* [Directions] If a line in the listing below contains the word "AlertDispatcher", count it, then please give only the number of such lines.

== Segment start ==

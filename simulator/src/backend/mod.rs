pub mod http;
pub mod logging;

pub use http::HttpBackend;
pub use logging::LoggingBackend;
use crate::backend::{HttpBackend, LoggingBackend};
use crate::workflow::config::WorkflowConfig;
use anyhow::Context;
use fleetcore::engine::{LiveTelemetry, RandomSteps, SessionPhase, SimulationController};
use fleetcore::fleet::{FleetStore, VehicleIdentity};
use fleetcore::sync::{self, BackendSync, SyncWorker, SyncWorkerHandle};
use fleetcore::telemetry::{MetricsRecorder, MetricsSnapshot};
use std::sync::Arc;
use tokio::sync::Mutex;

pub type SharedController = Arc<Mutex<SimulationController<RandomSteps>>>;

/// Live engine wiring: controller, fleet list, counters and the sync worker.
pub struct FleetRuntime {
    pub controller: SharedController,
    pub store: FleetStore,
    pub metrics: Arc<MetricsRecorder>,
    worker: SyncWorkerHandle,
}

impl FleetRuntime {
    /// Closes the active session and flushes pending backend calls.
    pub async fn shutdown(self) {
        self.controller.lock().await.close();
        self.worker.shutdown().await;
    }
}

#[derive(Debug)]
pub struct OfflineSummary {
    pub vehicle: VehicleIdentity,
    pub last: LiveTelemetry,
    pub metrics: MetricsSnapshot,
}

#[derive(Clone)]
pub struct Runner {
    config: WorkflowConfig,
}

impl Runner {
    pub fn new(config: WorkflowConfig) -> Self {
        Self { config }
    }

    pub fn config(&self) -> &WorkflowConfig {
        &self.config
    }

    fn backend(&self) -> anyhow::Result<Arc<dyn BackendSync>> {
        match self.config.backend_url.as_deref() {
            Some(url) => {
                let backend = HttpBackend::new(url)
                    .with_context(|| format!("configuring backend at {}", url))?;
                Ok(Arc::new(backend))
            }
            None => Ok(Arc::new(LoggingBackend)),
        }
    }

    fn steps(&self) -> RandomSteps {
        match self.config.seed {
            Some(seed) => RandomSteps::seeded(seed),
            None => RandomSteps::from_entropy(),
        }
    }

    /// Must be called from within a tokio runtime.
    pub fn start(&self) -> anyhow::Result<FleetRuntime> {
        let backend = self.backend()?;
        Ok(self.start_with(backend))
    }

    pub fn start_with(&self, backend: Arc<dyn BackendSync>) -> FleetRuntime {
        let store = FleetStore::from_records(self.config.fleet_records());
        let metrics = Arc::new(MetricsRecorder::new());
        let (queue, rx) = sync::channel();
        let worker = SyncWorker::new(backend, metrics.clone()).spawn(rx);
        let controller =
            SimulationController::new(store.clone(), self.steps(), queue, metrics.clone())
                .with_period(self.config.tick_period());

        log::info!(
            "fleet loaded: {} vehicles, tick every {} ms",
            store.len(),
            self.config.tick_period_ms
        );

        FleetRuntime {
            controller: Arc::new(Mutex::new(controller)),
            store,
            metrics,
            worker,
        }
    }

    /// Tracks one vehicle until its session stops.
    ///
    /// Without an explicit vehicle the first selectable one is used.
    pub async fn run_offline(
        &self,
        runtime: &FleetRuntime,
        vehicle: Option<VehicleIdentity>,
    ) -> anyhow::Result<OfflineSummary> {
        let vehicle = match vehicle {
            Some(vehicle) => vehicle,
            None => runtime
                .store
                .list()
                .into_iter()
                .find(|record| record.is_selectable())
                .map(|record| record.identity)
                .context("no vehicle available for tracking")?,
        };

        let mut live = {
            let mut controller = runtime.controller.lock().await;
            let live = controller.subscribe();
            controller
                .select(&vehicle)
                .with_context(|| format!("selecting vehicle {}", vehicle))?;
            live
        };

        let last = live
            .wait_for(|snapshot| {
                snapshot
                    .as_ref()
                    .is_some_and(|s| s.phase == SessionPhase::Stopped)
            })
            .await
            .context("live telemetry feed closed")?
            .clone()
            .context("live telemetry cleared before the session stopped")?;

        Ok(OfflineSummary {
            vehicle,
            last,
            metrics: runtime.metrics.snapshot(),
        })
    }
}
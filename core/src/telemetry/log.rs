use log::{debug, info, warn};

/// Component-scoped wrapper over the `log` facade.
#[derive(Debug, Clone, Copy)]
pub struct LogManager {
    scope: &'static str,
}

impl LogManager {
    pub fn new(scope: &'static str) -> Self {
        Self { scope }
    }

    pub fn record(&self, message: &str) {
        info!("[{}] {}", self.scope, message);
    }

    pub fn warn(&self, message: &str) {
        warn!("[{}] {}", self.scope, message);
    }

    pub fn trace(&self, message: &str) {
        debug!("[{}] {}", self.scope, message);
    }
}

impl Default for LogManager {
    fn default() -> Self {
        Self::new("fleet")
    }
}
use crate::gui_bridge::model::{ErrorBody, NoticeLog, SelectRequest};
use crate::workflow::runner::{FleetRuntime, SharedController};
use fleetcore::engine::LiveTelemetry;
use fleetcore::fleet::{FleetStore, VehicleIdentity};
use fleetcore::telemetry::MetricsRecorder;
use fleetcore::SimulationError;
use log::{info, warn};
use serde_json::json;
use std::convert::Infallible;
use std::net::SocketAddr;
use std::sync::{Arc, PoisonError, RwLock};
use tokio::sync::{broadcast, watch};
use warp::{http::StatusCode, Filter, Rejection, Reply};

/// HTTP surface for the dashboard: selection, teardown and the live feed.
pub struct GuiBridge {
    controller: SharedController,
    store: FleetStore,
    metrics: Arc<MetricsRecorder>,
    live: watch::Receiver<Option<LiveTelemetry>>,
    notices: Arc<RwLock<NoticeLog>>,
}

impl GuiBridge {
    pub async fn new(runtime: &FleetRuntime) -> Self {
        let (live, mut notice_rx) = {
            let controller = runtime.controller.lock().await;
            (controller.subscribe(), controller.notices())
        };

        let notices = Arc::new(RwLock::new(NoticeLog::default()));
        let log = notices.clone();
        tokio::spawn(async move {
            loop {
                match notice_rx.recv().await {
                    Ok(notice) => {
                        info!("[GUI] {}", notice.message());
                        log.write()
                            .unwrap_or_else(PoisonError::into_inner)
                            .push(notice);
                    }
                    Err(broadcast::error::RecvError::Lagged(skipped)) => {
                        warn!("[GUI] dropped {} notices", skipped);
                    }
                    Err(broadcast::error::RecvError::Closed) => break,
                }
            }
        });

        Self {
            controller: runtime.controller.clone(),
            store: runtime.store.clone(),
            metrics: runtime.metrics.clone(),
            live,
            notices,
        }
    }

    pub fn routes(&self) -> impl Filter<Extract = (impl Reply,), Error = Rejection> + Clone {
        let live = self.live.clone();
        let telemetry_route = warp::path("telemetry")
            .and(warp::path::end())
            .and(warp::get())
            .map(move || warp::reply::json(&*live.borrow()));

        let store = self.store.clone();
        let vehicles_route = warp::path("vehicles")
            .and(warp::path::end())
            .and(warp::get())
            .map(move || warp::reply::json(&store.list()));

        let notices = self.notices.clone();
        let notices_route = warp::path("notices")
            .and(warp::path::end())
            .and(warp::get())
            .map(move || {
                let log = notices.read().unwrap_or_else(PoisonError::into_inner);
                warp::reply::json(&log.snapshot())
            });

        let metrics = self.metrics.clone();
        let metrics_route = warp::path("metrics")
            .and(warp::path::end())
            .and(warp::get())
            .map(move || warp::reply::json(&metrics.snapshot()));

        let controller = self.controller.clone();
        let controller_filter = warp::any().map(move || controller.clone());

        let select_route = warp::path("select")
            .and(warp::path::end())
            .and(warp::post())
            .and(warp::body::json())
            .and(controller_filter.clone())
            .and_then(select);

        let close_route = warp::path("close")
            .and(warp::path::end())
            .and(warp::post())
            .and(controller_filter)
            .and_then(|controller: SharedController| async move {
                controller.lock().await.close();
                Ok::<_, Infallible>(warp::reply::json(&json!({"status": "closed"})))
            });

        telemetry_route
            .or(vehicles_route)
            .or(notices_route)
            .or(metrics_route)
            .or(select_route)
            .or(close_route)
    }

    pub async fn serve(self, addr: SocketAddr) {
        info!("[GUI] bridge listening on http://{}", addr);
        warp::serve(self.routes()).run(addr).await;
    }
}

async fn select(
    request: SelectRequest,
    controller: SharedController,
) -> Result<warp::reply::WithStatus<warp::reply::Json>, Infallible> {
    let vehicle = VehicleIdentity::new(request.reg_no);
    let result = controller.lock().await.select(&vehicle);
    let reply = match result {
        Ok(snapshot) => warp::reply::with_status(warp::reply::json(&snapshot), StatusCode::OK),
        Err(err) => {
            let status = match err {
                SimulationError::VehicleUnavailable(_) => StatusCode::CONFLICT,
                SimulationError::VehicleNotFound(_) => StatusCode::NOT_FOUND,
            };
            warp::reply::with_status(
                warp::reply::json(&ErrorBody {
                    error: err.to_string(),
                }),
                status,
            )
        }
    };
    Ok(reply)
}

== Segment end ==
== Segment start ==

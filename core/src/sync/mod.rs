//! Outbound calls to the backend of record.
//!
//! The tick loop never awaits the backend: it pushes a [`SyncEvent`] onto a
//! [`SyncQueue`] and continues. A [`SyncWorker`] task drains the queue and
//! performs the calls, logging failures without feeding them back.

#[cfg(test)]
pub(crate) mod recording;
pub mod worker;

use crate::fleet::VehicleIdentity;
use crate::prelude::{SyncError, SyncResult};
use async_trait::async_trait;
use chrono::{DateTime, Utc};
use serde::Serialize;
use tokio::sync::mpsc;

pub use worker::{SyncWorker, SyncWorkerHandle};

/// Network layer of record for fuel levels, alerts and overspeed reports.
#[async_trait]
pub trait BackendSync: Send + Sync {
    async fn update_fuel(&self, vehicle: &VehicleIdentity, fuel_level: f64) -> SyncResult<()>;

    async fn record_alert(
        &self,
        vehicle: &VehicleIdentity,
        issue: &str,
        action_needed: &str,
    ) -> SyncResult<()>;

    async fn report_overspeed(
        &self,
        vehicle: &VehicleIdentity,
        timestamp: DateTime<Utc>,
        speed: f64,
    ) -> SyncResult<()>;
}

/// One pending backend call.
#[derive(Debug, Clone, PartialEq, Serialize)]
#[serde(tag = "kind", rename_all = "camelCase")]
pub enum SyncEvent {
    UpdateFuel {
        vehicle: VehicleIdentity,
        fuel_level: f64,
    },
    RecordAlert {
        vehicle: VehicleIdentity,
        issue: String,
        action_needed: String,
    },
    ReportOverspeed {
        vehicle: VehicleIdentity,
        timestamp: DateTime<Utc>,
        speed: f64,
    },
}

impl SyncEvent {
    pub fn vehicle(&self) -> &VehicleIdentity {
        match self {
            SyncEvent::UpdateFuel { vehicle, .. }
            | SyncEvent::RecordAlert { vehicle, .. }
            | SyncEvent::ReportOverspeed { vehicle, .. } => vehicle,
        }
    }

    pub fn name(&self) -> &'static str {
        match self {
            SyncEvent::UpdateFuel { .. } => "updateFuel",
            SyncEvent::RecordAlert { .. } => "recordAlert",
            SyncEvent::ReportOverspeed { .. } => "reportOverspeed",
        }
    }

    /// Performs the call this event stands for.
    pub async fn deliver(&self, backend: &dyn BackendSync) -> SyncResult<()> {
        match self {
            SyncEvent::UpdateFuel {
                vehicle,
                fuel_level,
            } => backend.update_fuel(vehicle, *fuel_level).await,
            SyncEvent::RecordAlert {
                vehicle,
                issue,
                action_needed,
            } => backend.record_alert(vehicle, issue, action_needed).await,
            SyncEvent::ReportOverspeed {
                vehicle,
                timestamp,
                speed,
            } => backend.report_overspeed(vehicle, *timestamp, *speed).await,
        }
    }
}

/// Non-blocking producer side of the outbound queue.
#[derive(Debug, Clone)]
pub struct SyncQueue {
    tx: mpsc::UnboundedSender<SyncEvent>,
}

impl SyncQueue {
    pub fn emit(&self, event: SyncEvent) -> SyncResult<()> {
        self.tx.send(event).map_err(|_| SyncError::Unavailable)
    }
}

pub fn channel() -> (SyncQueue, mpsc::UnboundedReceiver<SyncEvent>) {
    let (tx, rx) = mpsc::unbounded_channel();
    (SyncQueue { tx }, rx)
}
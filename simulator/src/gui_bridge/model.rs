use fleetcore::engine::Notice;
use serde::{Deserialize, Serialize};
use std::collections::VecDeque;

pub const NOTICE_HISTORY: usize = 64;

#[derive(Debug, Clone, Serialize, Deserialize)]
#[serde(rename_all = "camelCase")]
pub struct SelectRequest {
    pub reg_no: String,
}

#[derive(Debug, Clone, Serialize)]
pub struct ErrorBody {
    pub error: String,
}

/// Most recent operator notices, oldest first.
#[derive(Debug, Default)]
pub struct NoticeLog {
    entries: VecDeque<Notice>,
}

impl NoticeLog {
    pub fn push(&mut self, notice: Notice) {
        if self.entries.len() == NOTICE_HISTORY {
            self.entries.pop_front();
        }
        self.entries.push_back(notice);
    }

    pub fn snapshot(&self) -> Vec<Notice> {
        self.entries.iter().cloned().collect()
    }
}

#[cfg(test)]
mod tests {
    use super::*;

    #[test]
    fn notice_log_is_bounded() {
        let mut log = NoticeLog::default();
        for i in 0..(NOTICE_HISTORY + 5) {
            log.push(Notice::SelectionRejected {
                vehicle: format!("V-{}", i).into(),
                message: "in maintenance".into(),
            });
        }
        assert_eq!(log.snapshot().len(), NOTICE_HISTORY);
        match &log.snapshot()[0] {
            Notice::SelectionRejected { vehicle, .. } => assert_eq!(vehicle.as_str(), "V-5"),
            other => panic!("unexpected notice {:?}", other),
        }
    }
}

== Segment end ==
== Segment start ==

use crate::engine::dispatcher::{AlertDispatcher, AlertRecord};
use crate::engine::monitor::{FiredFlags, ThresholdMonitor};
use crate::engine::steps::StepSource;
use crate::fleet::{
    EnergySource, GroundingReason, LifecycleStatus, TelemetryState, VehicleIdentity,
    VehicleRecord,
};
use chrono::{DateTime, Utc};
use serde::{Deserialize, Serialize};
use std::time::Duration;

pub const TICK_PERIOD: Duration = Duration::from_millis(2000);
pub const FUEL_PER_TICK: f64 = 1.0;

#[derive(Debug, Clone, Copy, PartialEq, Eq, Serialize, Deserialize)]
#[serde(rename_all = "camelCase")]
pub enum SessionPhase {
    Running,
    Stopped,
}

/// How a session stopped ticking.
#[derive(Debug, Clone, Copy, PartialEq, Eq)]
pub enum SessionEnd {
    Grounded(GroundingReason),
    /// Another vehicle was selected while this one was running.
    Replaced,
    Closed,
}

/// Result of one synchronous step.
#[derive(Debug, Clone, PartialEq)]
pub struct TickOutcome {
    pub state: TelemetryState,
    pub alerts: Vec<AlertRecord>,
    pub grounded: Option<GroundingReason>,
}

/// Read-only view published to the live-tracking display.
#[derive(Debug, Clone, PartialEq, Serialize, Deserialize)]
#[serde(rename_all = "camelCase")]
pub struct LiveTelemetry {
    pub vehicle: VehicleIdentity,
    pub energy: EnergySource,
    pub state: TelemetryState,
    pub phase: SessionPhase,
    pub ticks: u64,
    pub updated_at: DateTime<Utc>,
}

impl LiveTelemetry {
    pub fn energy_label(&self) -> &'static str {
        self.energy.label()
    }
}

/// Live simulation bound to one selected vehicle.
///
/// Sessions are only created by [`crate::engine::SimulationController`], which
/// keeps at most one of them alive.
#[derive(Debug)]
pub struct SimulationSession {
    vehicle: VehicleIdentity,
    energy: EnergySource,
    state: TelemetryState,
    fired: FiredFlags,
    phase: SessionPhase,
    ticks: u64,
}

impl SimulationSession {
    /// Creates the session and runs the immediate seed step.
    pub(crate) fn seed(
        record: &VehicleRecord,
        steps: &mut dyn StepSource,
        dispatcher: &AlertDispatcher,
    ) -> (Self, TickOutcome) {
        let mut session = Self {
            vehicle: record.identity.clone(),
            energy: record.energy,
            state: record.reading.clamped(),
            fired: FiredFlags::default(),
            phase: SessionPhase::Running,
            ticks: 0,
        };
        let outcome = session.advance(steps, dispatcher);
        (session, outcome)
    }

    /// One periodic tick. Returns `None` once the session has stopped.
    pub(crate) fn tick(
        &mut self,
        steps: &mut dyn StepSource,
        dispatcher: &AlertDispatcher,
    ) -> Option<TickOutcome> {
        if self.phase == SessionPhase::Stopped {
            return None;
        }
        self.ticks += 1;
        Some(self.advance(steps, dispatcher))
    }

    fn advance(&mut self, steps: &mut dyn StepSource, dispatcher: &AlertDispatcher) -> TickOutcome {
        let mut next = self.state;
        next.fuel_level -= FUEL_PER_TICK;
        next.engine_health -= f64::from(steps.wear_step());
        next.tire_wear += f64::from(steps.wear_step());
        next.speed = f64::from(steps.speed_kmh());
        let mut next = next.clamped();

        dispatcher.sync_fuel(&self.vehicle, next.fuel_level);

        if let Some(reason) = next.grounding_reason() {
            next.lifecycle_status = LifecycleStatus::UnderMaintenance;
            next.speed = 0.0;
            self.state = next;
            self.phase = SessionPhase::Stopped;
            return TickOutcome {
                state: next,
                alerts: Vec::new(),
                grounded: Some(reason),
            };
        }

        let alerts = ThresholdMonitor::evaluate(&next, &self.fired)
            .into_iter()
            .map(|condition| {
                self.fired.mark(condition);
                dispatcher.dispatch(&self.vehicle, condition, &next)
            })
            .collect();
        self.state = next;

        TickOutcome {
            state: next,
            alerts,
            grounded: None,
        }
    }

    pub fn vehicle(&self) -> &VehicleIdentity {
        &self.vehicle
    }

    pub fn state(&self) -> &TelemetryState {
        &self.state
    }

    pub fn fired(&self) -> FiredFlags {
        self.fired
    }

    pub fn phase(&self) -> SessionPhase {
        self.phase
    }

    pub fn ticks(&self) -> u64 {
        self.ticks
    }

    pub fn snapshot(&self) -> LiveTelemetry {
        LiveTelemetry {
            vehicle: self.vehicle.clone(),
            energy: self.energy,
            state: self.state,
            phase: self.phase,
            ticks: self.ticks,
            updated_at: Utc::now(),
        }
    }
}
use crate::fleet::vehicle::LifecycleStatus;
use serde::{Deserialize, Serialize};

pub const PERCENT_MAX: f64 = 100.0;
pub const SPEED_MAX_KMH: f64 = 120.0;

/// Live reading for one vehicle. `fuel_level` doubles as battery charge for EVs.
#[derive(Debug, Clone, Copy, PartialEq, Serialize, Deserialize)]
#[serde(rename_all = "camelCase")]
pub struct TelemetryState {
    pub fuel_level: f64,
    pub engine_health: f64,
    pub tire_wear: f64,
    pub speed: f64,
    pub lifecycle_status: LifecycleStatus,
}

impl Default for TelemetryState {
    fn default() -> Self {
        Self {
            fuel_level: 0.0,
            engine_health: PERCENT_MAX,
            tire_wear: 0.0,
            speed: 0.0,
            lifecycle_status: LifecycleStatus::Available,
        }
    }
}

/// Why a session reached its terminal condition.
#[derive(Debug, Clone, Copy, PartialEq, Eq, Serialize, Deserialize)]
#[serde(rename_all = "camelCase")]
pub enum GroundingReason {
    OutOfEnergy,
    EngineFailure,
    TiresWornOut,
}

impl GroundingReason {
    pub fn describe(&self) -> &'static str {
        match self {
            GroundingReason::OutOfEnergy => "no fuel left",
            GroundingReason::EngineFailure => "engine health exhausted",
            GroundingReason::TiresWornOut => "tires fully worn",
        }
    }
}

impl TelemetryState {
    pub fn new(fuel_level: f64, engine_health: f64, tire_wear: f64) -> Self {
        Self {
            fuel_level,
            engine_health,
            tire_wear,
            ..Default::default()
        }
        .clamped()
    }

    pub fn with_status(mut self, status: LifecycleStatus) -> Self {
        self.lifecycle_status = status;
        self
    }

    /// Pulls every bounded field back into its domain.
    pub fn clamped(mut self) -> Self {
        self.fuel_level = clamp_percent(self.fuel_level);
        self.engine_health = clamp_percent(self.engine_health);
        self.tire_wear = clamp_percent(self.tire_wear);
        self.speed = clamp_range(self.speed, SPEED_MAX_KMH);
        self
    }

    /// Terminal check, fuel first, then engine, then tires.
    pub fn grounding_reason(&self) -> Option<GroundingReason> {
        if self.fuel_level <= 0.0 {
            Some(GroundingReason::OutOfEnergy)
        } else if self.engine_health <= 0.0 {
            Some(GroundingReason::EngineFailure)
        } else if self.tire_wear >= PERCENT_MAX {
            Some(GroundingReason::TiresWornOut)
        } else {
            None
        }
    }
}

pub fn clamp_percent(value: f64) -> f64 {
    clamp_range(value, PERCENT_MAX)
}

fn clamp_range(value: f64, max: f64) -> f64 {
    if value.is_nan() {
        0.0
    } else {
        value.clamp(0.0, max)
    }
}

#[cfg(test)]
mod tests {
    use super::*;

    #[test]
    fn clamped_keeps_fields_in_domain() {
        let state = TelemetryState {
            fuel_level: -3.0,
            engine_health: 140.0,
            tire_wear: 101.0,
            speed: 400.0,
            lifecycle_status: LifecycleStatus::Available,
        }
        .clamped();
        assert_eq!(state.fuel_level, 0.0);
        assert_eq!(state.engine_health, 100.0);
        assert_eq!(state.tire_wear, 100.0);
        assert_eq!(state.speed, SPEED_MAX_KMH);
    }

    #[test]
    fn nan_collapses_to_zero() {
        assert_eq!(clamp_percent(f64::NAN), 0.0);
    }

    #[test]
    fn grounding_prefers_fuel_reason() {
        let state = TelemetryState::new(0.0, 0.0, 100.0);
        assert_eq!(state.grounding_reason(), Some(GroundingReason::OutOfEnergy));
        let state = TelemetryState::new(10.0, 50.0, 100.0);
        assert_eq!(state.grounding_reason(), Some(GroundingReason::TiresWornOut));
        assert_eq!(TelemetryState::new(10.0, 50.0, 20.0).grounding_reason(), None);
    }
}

== Segment end ==

* [Reply] 4